Sì, in un’intervista al Corriere dell’altro giorno. «Il Veneto è una bomba che sta per scoppiare. Abbiamo 514 mila immigrati regolari. Di questi, 42 mila non hanno un lavoro». Sono numeri impropri: non stiamo parlando di tutti i migranti presenti in Italia, ma di quelli arrivati fortunosamente da noi su carrette e gommoni e che non hanno ancora trovato una sistemazione neanche giuridica. Secondo i dati di febbraio forniti dal Viminale, questi sono 67.000. Un terzo del totale è distribuito tra due regioni: la Sicilia (21 per cento) e il Lazio (13 per cento). Il Veneto, finora, soccorre appena il 4 per cento di questi disgraziati. La Lombardia, il 9. La Valle d’Aosta, altra regione che non ne vuol sapere dei poveri, accoglie appena 61 migranti, siamo sotto all’1 per cento del totale. Il ministero dovrebbe predisporre un piano d’accoglienza immediata per 7.500 persone. È arrivato il bel tempo, gli sbarchi sono destinati ad aumentare. Si parla di 550 mila persone pronte a lasciare la Libia alla volta delle nostre coste.
• Con che criterio si distribuirebbero i migranti?

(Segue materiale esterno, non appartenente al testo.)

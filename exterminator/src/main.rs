#[macro_use]
extern crate anyhow;

#[macro_use]
extern crate log;

use black_box::BlackBox;
use gpio::SystemClock;
use servo::Servo;
use ultrasonic::DistanceSensor;

use crate::config::TryIntoLevelFilter;
use crate::exterminator::Exterminator;
use crate::speaker::{CommandSpeaker, LogSpeaker, Speaker};

mod board;
mod config;
mod exterminator;
mod routine;
mod speaker;

fn main() -> anyhow::Result<()> {
	// Command line arguments
	const CONFIG_ARG: &'static str = "config";
	const WRITE_DEFAULT_CONFIG_ARG: &'static str = "write-default-config";
	const DRY_RUN_ARG: &'static str = "dry-run";

	let args = clap::App::new("Exterminator")
		.version(env!("CARGO_PKG_VERSION"))
		.author("Vincent Leporcher <vincent.leporcher@telecom-paris.fr>")
		.about("Turns a servo and talks while something stays in front of an ultrasonic sensor")
		.arg(clap::Arg::new(CONFIG_ARG)
			.long("config")
			.value_name("FILE")
			.help("Configuration file")
			.takes_value(true)
			.default_value(config::DEFAULT_CONFIG_PATH))
		.arg(clap::Arg::new(WRITE_DEFAULT_CONFIG_ARG)
			.long("write-default-config")
			.help("Write the default configuration to the configuration file and exit")
			.takes_value(false))
		.arg(clap::Arg::new(DRY_RUN_ARG)
			.long("dry-run")
			.help("Log phrases instead of saying them")
			.takes_value(false))
		.get_matches();

	let config_path = args.value_of(CONFIG_ARG).unwrap_or(config::DEFAULT_CONFIG_PATH);

	if args.is_present(WRITE_DEFAULT_CONFIG_ARG) {
		config::save(config_path, &config::ExterminatorConfig::default())?;
		println!("Default configuration written to {}", config_path);
		return Ok(());
	}

	// Configuration
	let config = config::read(config_path)?;

	// Log
	let level_filter = config.log_level_filter
		.try_into_level_filter()
		.map_err(|_| anyhow!("Failed to parse log level filter"))?;

	BlackBox::new("exterminator")?.spawn(level_filter)?;

	info!("Exterminator {}", env!("CARGO_PKG_VERSION"));

	let clock = SystemClock::new();

	let servo = Servo::new(board::open_servo_pin(config.servo_pwm)?, clock, config.servo)?;
	let sensor = DistanceSensor::new(clock, config.echo);
	let sensor_pin = board::open_sensor_pin(config.sensor)?;

	let speaker: Box<dyn Speaker> = match config.speech_command {
		Some(command) if !args.is_present(DRY_RUN_ARG) => Box::new(CommandSpeaker::new(command)),
		_ => Box::new(LogSpeaker),
	};

	let mut exterminator = Exterminator::new(servo,
											 sensor,
											 sensor_pin,
											 speaker,
											 clock,
											 config.voice,
											 config.routine);

	exterminator.start()?;

	exterminator.run()
}
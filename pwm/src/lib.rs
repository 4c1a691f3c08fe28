// Adapted from libraries `rppal` by Rene van der Meer and `sysfs-pwm` by the Rust Embedded team

#[macro_use]
extern crate log;

use gpio::{AnalogPin, ANALOG_DUTY_MAX};
use std::fs::{self, File};
use std::io::{self, prelude::*, ErrorKind};
use std::path::{Path, PathBuf};
use std::thread;
use std::time::Duration;

const PWM_PATH: &'static str = "/sys/class/pwm";

const NS_PER_MS: u64 = 1_000_000;

#[derive(Debug)]
pub struct PwmChip {
	root: PathBuf,
	pub number: u32,
}

impl PwmChip {
	/// A chip under the sysfs PWM class directory `root`, usually `/sys/class/pwm`.
	pub fn with_root<P: AsRef<Path>>(root: P, number: u32) -> io::Result<PwmChip> {
		let root = root.as_ref().to_path_buf();
		fs::metadata(root.join(format!("pwmchip{}", number)))?;
		Ok(PwmChip { root, number })
	}

	fn path(&self) -> PathBuf {
		self.root.join(format!("pwmchip{}", self.number))
	}
}

#[derive(Debug, Clone, Copy, PartialEq, Eq)]
pub enum Polarity {
	Normal,
	Inverse,
}

/// One channel of a sysfs PWM chip. Durations are in nanoseconds, as in sysfs.
#[derive(Debug)]
pub struct PwmPin {
	chip: PwmChip,
	channel: u32,
	period_ns: Option<u64>,
	unexport_on_drop: bool,
}

impl PwmPin {
	pub fn new(chip: u32, channel: u32) -> io::Result<PwmPin> {
		PwmPin::with_root(PWM_PATH, chip, channel)
	}

	pub fn with_root<P: AsRef<Path>>(root: P, chip: u32, channel: u32) -> io::Result<PwmPin> {
		let chip: PwmChip = PwmChip::with_root(root, chip)?;

		Ok(PwmPin {
			chip,
			channel,
			period_ns: None,
			unexport_on_drop: true,
		})
	}

	fn channel_path(&self) -> PathBuf {
		self.chip.path().join(format!("pwm{}", self.channel))
	}

	fn write_attribute<T: std::fmt::Display>(&self, attribute: &str, value: T) -> io::Result<()> {
		File::create(self.channel_path().join(attribute))?.write_fmt(format_args!("{}", value))
	}

	pub fn export(&self) -> io::Result<()> {
		// Exporting a PWM pin takes a significant time, that is also unpredictable.
		let pwm_path = self.channel_path();
		if !pwm_path.exists() {
			File::create(self.chip.path().join("export"))?
				.write_fmt(format_args!("{}", self.channel))?;

			const MAX_RETRY: usize = 25;
			const EXPORT_DELAY: Duration = Duration::from_millis(30);
			for _ in 0..MAX_RETRY {
				if pwm_path.exists() {
					break;
				}
				thread::sleep(EXPORT_DELAY);
			}
		}

		fs::metadata(pwm_path).map(|_| ())
	}

	pub fn unexport(&self) -> io::Result<()> {
		// Only unexport if the channel is actually exported
		if self.channel_path().exists() {
			File::create(self.chip.path().join("unexport"))?
				.write_fmt(format_args!("{}", self.channel))?;
		}

		Ok(())
	}

	pub fn set_period(&mut self, period_ns: u64) -> io::Result<()> {
		self.write_attribute("period", period_ns)?;
		self.period_ns = Some(period_ns);
		Ok(())
	}

	pub fn set_pulse_width(&mut self, pulse_width_ns: u64) -> io::Result<()> {
		// The sysfs PWM interface calls the pulse width `duty_cycle`.
		self.write_attribute("duty_cycle", pulse_width_ns)
	}

	pub fn set_polarity(&mut self, polarity: Polarity) -> io::Result<()> {
		let polarity = match polarity {
			Polarity::Normal => "normal",
			Polarity::Inverse => "inversed",
		};

		self.write_attribute("polarity", polarity)
	}

	pub fn set_enabled(&mut self, enabled: bool) -> io::Result<()> {
		self.write_attribute("enable", enabled as u8)
	}
}

/// Pulse width produced by a 10-bit duty value over `period_ns`.
pub fn duty_to_pulse_width_ns(duty: u16, period_ns: u64) -> u64 {
	period_ns * duty.min(ANALOG_DUTY_MAX) as u64 / (ANALOG_DUTY_MAX as u64 + 1)
}

impl AnalogPin for PwmPin {
	type Error = io::Error;

	fn set_analog_period(&mut self, period_ms: u32) -> io::Result<()> {
		self.export()?;

		// The kernel rejects a period shorter than the current pulse width.
		self.set_pulse_width(0)?;
		self.set_period(period_ms as u64 * NS_PER_MS)?;
		self.set_polarity(Polarity::Normal)?;
		self.set_enabled(true)?;

		debug!("pwmchip{}/pwm{}: period set to {} ms", self.chip.number, self.channel, period_ms);
		Ok(())
	}

	fn write_analog(&mut self, duty: u16) -> io::Result<()> {
		let period_ns = self.period_ns.ok_or_else(|| {
			io::Error::new(ErrorKind::InvalidInput, "PWM period has not been configured")
		})?;

		self.set_pulse_width(duty_to_pulse_width_ns(duty, period_ns))
	}
}

impl Drop for PwmPin {
	fn drop(&mut self) {
		if self.unexport_on_drop {
			self.unexport().unwrap_or_default()
		}
	}
}
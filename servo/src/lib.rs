//! Hobby servo driven by a periodic analog signal whose duty cycle encodes the pulse width.

#[macro_use]
extern crate log;

use gpio::{AnalogPin, Clock};
use serde::{Deserialize, Serialize};
use std::{error::Error, fmt};

pub mod specifications;

/// Time given to the servo to reach its position after each command.
pub const SETTLE_DELAY_MS: u32 = 100;

/// Calibration of a servo.
#[derive(Debug, Clone, Copy, PartialEq, Eq, Serialize, Deserialize)]
#[serde(default)]
pub struct ServoConfig {
    pub frequency_hz: u32,
    /// Shortest pulse supported by the servo, reached at 0°.
    pub min_pulse_us: u32,
    /// Longest pulse supported by the servo, reached at `angle_range_deg`.
    pub max_pulse_us: u32,
    /// Angle between the minimum and maximum positions.
    pub angle_range_deg: u32,
}

impl Default for ServoConfig {
    fn default() -> Self {
        specifications::SG90
    }
}

impl ServoConfig {
    pub fn validate(&self) -> Result<(), String> {
        if self.frequency_hz == 0 {
            return Err(String::from("frequency must be strictly positive"));
        }
        if self.period_ms() == 0 {
            return Err(format!(
                "frequency ({} Hz) is too high for a period of at least 1 ms",
                self.frequency_hz
            ));
        }
        if self.min_pulse_us > self.max_pulse_us {
            return Err(format!(
                "minimum pulse width ({} us) exceeds maximum pulse width ({} us)",
                self.min_pulse_us, self.max_pulse_us
            ));
        }
        if self.angle_range_deg == 0 {
            return Err(String::from("angle range must be strictly positive"));
        }
        Ok(())
    }

    /// Signal period in milliseconds, rounded to the nearest integer with halves going to the
    /// even one (16 Hz gives 62 ms, 400 Hz gives 2 ms). 0 for a zero frequency.
    pub fn period_ms(&self) -> u32 {
        const MS_PER_S: u32 = 1000;
        if self.frequency_hz == 0 {
            return 0;
        }

        let (period, remainder) = (MS_PER_S / self.frequency_hz, MS_PER_S % self.frequency_hz);
        let twice_remainder = 2 * remainder as u64;
        let frequency = self.frequency_hz as u64;
        if twice_remainder > frequency || (twice_remainder == frequency && period % 2 == 1) {
            period + 1
        } else {
            period
        }
    }

    pub fn clamp_pulse(&self, us: i32) -> u32 {
        (us as i64).clamp(self.min_pulse_us as i64, self.max_pulse_us as i64) as u32
    }

    /// 10-bit duty value of a pulse of `us` microseconds, scaled by the frequency.
    pub fn duty_for(&self, us: u32) -> u16 {
        const US_PER_S: u64 = 1_000_000;
        let scaled = us as u64 * 1024 * self.frequency_hz as u64;
        let duty = (scaled + US_PER_S / 2) / US_PER_S;
        duty.min(u16::MAX as u64) as u16
    }

    /// Pulse width for an angle. The angle is taken modulo 360, then limited to the calibrated
    /// range so that angles past `angle_range_deg` hold the maximum position.
    pub fn pulse_for_angle(&self, degrees: i32) -> u32 {
        let degrees = (degrees.rem_euclid(360) as u32).min(self.angle_range_deg);
        let total_range = (self.max_pulse_us - self.min_pulse_us) as u64;
        self.min_pulse_us + (total_range * degrees as u64 / self.angle_range_deg as u64) as u32
    }
}

#[derive(Debug)]
pub enum ServoError<E> {
    Config(String),
    Pin(E),
}

impl<E: fmt::Display> fmt::Display for ServoError<E> {
    fn fmt(&self, f: &mut fmt::Formatter<'_>) -> fmt::Result {
        match self {
            ServoError::Config(reason) => write!(f, "Invalid servo configuration: {}", reason),
            ServoError::Pin(e) => write!(f, "Failed to configure servo pin: {}", e),
        }
    }
}

impl<E: fmt::Debug + fmt::Display> Error for ServoError<E> {}

pub struct Servo<P: AnalogPin, C: Clock> {
    pin: P,
    clock: C,
    config: ServoConfig,
    current_us: u32,
}

impl<P: AnalogPin, C: Clock> Servo<P, C> {
    pub fn new(mut pin: P, clock: C, config: ServoConfig) -> Result<Self, ServoError<P::Error>> {
        config.validate().map_err(ServoError::Config)?;

        pin.set_analog_period(config.period_ms())
            .map_err(ServoError::Pin)?;

        Ok(Self {
            pin,
            clock,
            config,
            current_us: 0,
        })
    }

    pub fn with_defaults(pin: P, clock: C) -> Result<Self, ServoError<P::Error>> {
        Self::new(pin, clock, ServoConfig::default())
    }

    pub fn config(&self) -> &ServoConfig {
        &self.config
    }

    /// Last commanded pulse width, 0 before the first command.
    pub fn pulse_width_us(&self) -> u32 {
        self.current_us
    }

    /// Commands a pulse width, clamped to the calibrated range, then waits for the servo to
    /// settle.
    pub fn write_us(&mut self, us: i32) -> Result<(), P::Error> {
        let us = self.config.clamp_pulse(us);
        let duty = self.config.duty_for(us);

        trace!("Servo: {} us (duty {})", us, duty);

        self.pin.write_analog(duty)?;
        self.current_us = us;

        self.clock.sleep_ms(SETTLE_DELAY_MS);

        Ok(())
    }

    pub fn write_angle(&mut self, degrees: i32) -> Result<(), P::Error> {
        let us = self.config.pulse_for_angle(degrees);
        self.write_us(us as i32)
    }

    /// Gives the pin back. The signal keeps its last duty cycle.
    pub fn release(self) -> P {
        self.pin
    }
}
use log::LevelFilter;
use serde::{Deserialize, Serialize};
use std::fs::{File, OpenOptions};
use std::io::Write;
use std::path::Path;

use servo::ServoConfig;
use ultrasonic::EchoConfig;

use crate::board::{PwmOutput, SensorWiring};
use crate::routine::RoutineConfig;
use crate::speaker::{SpeechCommand, Voice};

pub const DEFAULT_CONFIG_PATH: &'static str = "exterminator.json";

#[derive(Serialize, Deserialize, Debug, Clone, PartialEq)]
#[serde(default)]
pub struct ExterminatorConfig {
	pub log_level_filter: String,
	pub servo: ServoConfig,
	pub servo_pwm: PwmOutput,
	pub sensor: SensorWiring,
	pub echo: EchoConfig,
	pub routine: RoutineConfig,
	pub voice: Voice,
	/// Phrases are only logged when no command is set.
	pub speech_command: Option<SpeechCommand>,
}

pub trait TryIntoLevelFilter {
	fn try_into_level_filter(&self) -> Result<LevelFilter, ()>;
}

impl TryIntoLevelFilter for String {
	fn try_into_level_filter(&self) -> Result<LevelFilter, ()> {
		Ok(match self.as_str() {
			"none" => LevelFilter::Off,
			"error" => LevelFilter::Error,
			"warn" => LevelFilter::Warn,
			"info" => LevelFilter::Info,
			"debug" => LevelFilter::Debug,
			"all" => LevelFilter::Trace,
			_ => return Err(()),
		})
	}
}

impl Default for ExterminatorConfig {
	fn default() -> Self {
		ExterminatorConfig {
			log_level_filter: String::from("info"),
			servo: ServoConfig::default(),
			servo_pwm: PwmOutput::default(),
			sensor: SensorWiring::default(),
			echo: EchoConfig::default(),
			routine: RoutineConfig::default(),
			voice: Voice::default(),
			speech_command: None,
		}
	}
}

pub fn read<P: AsRef<Path>>(path: P) -> anyhow::Result<ExterminatorConfig> {
	let path = path.as_ref();
	let config_file = File::open(path)
		.map_err(|e| anyhow!("Failed to open configuration file {}: {}", path.display(), e))?;

	let config: ExterminatorConfig = serde_json::from_reader(config_file)?;

	config.servo.validate()
		.map_err(|reason| anyhow!("Invalid servo configuration: {}", reason))?;

	Ok(config)
}

pub fn save<P: AsRef<Path>>(path: P, config: &ExterminatorConfig) -> anyhow::Result<()> {
	let mut config_file = OpenOptions::new()
		.create(true)
		.write(true)
		.truncate(true)
		.open(path)?;

	writeln!(config_file, "{}", serde_json::to_string_pretty(config)?)?;

	Ok(())
}

#[cfg(test)]
mod tests {
	use super::*;

	#[test]
	fn level_filter_test() {
		assert_eq!(String::from("none").try_into_level_filter(), Ok(LevelFilter::Off));
		assert_eq!(String::from("all").try_into_level_filter(), Ok(LevelFilter::Trace));
		assert_eq!(String::from("verbose").try_into_level_filter(), Err(()));
	}

	#[test]
	fn partial_config_test() {
		let config: ExterminatorConfig = serde_json::from_str(r#"{
			"log_level_filter": "debug",
			"servo": { "min_pulse_us": 500, "max_pulse_us": 2500 },
			"sensor": { "wiring": "split", "trigger": 23, "echo": 24 },
			"speech_command": { "program": "espeak" }
		}"#).unwrap();

		assert_eq!(config.log_level_filter, "debug");
		assert_eq!(config.servo, ServoConfig { min_pulse_us: 500, max_pulse_us: 2500, ..ServoConfig::default() });
		assert_eq!(config.sensor, SensorWiring::Split { trigger: 23, echo: 24 });
		assert_eq!(config.echo, EchoConfig::default());
		assert_eq!(config.routine, RoutineConfig::default());
		assert_eq!(config.speech_command.unwrap().args, Vec::<String>::new());
	}

	#[test]
	fn save_then_read_test() {
		let path = std::env::temp_dir().join(format!("exterminator_{}.json", std::process::id()));

		let mut config = ExterminatorConfig::default();
		config.sensor = SensorWiring::Shared { pin: 17 };
		config.speech_command = Some(SpeechCommand::default());

		save(&path, &config).unwrap();
		let read_config = read(&path);
		std::fs::remove_file(&path).unwrap();

		assert_eq!(read_config.unwrap(), config);
	}

	#[test]
	fn invalid_servo_config_test() {
		let path = std::env::temp_dir().join(format!("exterminator_invalid_{}.json", std::process::id()));
		std::fs::write(&path, r#"{ "servo": { "frequency_hz": 0 } }"#).unwrap();

		let result = read(&path);
		std::fs::remove_file(&path).unwrap();

		assert!(result.is_err());
	}
}
use gpio::{AnalogPin, Clock, DigitalPin};
use servo::Servo;
use std::error::Error;
use ultrasonic::DistanceSensor;

use crate::routine::{self, Cue, RoutineConfig, RoutineState};
use crate::speaker::{Speaker, Voice};

/// The control loop: one distance reading, one routine step, then the cue is played.
pub struct Exterminator<A: AnalogPin, D: DigitalPin, C: Clock + Clone, S: Speaker> {
	servo: Servo<A, C>,
	sensor: DistanceSensor<C>,
	sensor_pin: D,
	speaker: S,
	clock: C,
	voice: Voice,
	config: RoutineConfig,
	state: RoutineState,
}

impl<A, D, C, S> Exterminator<A, D, C, S>
	where A: AnalogPin,
		  A::Error: Error + Send + Sync + 'static,
		  D: DigitalPin,
		  C: Clock + Clone,
		  S: Speaker {
	pub fn new(servo: Servo<A, C>,
			   sensor: DistanceSensor<C>,
			   sensor_pin: D,
			   speaker: S,
			   clock: C,
			   voice: Voice,
			   config: RoutineConfig) -> Self {
		Self {
			servo,
			sensor,
			sensor_pin,
			speaker,
			clock,
			voice,
			config,
			state: RoutineState::default(),
		}
	}

	/// Moves the servo to its home position.
	pub fn start(&mut self) -> anyhow::Result<()> {
		info!("Moving servo to {} degrees", self.config.home_angle);
		self.servo.write_angle(self.config.home_angle)?;
		Ok(())
	}

	pub fn cycle(&mut self) -> anyhow::Result<()> {
		let distance_cm = self.sensor.measure(&mut self.sensor_pin);
		trace!("Distance: {:.1} cm", distance_cm);

		let (state, cue) = routine::step(self.state, distance_cm, self.clock.ticks_ms(), &self.config);
		if state.stage != self.state.stage {
			debug!("Stage {} -> {}", self.state.stage, state.stage);
		}
		self.state = state;

		self.play(cue)
	}

	fn play(&mut self, cue: Cue) -> anyhow::Result<()> {
		if let Some(phrase) = cue.phrase {
			// The routine goes on without speech
			if let Err(e) = self.speaker.say(phrase, &self.voice) {
				error!("Failed to say \"{}\": {}", phrase, e);
			}
		}

		if let Some(angle) = cue.angle {
			self.servo.write_angle(angle)?;
		}

		if cue.pause_ms > 0 {
			self.clock.sleep_ms(cue.pause_ms);
		}

		Ok(())
	}

	pub fn run(mut self) -> ! {
		loop {
			if let Err(e) = self.cycle() {
				error!("Cycle failed: {}", e);
			}
		}
	}
}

C’è un accordo dell’anno scorso. Si darà un punteggio in base alla popolazione (40%), al Pil del territorio (40%), alla disoccupazione (10%) e al numero di richiedenti già accolti (l’ultimo 10%). Queste quote dovrebbero anticipare quelle semi-concordate a livello europeo. Ieri era qui il greco Dimiris Avramopoulos, commissario europeo all’Immigrazione. Ha dato le più ampie assicurazioni. Intanto però al G7 che s’è tenuto negli ultimi due giorni a Berlino s’è parlato di tutto — compresa l’epidemia di ebola e la resistenza agli antibiotici — ma su queste masse di disperati che attraversano e continueranno ad attraversare il Mediterraneo neanche una parola.